Exercise instructions –
Below are some records; quote exactly the lines from the one that contains "Lattice Search, Inc." through the one that contains "not, see <http://www.gnu.org/licenses/>.", inclusive, and no others.

Collected data entries –
= Beginning of Section =
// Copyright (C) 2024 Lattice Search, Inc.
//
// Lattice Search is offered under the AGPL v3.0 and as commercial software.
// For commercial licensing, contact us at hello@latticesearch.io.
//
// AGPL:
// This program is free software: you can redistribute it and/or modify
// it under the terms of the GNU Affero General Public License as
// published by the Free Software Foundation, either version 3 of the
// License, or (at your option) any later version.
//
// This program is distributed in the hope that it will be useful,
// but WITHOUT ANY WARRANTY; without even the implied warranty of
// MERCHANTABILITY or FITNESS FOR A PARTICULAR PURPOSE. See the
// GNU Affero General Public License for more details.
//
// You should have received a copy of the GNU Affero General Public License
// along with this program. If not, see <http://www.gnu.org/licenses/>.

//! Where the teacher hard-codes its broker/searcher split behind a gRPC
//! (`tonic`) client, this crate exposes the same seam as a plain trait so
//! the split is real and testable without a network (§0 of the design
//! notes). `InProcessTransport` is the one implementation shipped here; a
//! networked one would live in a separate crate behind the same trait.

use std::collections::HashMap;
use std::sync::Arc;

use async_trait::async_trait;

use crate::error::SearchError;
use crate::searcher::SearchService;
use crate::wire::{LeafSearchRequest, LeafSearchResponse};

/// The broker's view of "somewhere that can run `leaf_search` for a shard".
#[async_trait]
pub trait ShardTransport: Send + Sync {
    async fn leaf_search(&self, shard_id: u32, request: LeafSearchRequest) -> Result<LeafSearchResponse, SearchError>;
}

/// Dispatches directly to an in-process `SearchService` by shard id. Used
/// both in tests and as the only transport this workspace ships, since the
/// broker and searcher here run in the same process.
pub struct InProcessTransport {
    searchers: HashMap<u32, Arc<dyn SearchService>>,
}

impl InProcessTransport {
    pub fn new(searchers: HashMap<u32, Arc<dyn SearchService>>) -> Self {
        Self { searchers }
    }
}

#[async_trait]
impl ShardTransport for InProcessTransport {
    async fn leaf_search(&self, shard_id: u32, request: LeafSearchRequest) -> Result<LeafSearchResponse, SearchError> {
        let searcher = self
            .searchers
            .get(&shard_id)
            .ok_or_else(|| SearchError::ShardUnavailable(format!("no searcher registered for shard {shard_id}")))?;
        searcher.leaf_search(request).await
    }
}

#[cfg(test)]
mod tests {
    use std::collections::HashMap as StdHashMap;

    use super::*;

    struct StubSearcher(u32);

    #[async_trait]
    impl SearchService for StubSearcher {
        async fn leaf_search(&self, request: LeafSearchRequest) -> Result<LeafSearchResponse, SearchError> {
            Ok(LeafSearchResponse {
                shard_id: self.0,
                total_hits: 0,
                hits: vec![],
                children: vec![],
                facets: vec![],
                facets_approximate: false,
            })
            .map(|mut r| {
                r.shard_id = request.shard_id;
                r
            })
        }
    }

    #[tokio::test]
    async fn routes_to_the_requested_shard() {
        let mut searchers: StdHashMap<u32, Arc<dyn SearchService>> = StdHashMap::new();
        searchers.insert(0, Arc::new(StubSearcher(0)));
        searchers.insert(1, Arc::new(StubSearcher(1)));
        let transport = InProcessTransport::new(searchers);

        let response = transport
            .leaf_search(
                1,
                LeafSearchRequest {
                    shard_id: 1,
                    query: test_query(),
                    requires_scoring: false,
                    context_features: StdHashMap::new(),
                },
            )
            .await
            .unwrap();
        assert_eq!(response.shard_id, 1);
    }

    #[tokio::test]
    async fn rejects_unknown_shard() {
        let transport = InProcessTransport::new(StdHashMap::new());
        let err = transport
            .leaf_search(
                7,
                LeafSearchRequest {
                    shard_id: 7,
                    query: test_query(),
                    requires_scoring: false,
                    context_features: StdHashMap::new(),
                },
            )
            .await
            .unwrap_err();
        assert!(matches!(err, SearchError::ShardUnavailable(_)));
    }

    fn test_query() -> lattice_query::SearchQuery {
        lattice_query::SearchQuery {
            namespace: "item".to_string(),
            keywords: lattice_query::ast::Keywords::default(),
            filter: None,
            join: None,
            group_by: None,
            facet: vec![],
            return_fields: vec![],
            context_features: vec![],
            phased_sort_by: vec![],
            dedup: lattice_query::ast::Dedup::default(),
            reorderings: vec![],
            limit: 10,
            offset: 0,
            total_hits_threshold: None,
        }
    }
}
= End of Section =
= Beginning of Section =
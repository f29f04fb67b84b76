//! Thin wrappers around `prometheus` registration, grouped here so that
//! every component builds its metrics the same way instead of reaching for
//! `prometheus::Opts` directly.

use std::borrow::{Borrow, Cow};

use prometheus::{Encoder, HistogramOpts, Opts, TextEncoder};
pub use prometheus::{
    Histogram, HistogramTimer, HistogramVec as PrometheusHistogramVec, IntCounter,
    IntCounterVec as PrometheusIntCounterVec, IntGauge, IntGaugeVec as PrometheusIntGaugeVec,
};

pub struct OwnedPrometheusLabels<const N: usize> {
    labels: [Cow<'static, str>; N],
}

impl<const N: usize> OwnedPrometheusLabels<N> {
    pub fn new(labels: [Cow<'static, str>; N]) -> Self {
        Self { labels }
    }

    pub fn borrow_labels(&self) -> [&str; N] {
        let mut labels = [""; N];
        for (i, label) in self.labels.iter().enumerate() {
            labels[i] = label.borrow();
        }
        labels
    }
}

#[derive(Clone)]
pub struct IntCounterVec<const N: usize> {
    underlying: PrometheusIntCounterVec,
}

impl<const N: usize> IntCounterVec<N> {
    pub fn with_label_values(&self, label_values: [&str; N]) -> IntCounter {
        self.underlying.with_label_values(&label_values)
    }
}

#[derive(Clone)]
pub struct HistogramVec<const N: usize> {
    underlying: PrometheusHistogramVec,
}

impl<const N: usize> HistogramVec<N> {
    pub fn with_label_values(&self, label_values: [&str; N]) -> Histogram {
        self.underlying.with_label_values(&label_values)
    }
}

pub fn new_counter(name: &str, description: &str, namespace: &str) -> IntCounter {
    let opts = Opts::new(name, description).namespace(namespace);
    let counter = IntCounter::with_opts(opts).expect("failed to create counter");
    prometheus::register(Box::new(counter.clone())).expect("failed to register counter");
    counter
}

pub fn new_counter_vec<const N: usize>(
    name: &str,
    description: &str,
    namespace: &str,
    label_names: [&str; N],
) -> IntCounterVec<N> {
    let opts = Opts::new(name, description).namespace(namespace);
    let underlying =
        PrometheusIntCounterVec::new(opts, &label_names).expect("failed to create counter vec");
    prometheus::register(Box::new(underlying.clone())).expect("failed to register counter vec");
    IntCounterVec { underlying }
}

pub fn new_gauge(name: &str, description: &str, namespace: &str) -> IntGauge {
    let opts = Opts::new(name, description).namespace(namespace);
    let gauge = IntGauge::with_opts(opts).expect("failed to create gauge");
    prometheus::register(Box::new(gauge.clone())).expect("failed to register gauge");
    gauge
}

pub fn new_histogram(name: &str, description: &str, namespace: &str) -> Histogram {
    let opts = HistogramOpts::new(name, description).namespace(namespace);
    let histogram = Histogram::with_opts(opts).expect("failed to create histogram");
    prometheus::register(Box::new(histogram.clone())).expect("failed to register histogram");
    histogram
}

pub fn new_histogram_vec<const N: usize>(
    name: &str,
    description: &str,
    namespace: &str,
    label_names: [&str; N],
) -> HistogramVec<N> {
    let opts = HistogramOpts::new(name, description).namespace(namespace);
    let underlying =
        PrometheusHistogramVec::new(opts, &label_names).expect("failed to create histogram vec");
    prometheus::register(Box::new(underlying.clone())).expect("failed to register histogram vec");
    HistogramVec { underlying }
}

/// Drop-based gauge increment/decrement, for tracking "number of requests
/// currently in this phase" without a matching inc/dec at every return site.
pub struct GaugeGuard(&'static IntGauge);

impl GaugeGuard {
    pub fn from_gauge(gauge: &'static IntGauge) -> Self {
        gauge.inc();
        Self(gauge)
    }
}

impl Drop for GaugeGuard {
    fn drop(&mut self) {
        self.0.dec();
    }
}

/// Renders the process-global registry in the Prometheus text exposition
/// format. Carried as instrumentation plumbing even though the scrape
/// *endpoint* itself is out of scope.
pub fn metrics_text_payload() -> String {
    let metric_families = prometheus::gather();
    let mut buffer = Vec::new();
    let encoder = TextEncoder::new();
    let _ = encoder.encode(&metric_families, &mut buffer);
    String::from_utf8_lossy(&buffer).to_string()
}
= End of Section =
= Beginning of Section =
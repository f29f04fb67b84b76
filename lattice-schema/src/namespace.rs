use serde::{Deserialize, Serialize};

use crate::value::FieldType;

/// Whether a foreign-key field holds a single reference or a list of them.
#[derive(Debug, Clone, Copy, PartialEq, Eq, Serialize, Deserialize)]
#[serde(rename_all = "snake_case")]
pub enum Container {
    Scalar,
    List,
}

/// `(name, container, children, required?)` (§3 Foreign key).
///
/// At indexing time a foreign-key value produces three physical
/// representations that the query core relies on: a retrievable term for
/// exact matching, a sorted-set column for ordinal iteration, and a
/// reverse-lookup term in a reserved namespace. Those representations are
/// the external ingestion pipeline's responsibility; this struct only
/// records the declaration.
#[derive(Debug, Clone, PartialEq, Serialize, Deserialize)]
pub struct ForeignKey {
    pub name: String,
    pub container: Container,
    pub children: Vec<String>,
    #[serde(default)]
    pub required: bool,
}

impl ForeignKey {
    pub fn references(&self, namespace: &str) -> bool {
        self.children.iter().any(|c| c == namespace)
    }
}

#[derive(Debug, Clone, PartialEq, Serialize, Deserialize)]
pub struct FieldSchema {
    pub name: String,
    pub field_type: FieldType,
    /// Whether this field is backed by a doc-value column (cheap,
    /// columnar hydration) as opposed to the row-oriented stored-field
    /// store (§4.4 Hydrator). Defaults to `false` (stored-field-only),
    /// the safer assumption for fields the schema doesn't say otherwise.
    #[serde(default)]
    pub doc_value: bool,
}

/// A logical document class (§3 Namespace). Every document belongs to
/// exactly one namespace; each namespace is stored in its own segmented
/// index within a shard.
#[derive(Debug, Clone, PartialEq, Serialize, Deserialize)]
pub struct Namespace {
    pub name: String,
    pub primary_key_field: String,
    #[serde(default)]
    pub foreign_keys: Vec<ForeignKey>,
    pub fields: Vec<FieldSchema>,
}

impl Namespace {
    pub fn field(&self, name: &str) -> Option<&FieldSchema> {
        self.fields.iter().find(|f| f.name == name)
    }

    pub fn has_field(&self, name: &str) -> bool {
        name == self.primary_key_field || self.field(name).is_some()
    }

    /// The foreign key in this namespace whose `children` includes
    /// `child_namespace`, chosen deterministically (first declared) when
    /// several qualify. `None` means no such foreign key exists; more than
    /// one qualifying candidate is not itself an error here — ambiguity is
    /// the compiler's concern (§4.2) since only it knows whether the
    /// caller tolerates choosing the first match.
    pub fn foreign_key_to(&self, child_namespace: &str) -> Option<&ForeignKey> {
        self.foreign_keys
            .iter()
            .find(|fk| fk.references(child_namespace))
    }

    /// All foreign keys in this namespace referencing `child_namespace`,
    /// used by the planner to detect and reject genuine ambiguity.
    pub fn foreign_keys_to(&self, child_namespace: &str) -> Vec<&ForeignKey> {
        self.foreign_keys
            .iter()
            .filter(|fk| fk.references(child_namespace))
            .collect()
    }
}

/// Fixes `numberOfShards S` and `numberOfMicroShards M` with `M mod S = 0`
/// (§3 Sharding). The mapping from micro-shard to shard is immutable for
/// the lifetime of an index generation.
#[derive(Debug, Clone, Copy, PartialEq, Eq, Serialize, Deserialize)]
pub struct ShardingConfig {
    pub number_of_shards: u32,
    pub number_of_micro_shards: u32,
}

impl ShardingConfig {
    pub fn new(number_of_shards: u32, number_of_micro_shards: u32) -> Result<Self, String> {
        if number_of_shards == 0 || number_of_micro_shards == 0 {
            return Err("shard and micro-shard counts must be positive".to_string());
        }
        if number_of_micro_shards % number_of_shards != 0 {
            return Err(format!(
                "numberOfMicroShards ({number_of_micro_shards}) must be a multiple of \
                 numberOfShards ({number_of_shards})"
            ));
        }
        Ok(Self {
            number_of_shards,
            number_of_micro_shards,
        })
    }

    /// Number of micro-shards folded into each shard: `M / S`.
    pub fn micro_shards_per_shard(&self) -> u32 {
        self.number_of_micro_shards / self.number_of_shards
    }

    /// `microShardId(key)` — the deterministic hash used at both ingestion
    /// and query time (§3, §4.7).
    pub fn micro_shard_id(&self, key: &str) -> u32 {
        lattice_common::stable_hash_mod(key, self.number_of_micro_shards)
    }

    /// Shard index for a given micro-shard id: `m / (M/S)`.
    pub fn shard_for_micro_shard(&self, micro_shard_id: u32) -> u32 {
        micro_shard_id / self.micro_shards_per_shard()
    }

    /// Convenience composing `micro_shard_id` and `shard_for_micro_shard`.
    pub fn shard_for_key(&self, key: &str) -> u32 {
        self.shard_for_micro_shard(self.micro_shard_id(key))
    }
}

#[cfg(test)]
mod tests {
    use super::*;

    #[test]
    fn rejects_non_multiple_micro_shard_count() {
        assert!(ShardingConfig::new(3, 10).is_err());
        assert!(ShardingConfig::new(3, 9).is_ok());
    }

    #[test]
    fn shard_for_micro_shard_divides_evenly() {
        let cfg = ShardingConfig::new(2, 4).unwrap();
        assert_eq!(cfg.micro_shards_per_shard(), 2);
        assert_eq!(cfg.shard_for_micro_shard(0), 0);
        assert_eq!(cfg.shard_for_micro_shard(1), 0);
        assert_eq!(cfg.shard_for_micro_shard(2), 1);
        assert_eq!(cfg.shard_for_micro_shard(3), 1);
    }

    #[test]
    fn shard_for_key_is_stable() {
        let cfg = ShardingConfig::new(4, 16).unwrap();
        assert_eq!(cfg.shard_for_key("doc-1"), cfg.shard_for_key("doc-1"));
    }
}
= End of Section =
Answer space –
// Copyright (C) 2024 Lattice Search, Inc.
//
// Lattice Search is offered under the AGPL v3.0 and as commercial software.
// For commercial licensing, contact us at hello@latticesearch.io.
//
// AGPL:
// This program is free software: you can redistribute it and/or modify
// it under the terms of the GNU Affero General Public License as
// published by the Free Software Foundation, either version 3 of the
// License, or (at your option) any later version.
//
// This program is distributed in the hope that it will be useful,
// but WITHOUT ANY WARRANTY; without even the implied warranty of
// MERCHANTABILITY or FITNESS FOR A PARTICULAR PURPOSE. See the
// GNU Affero General Public License for more details.
//
// You should have received a copy of the GNU Affero General Public License
// along with this program. If not, see <http://www.gnu.org/licenses/>.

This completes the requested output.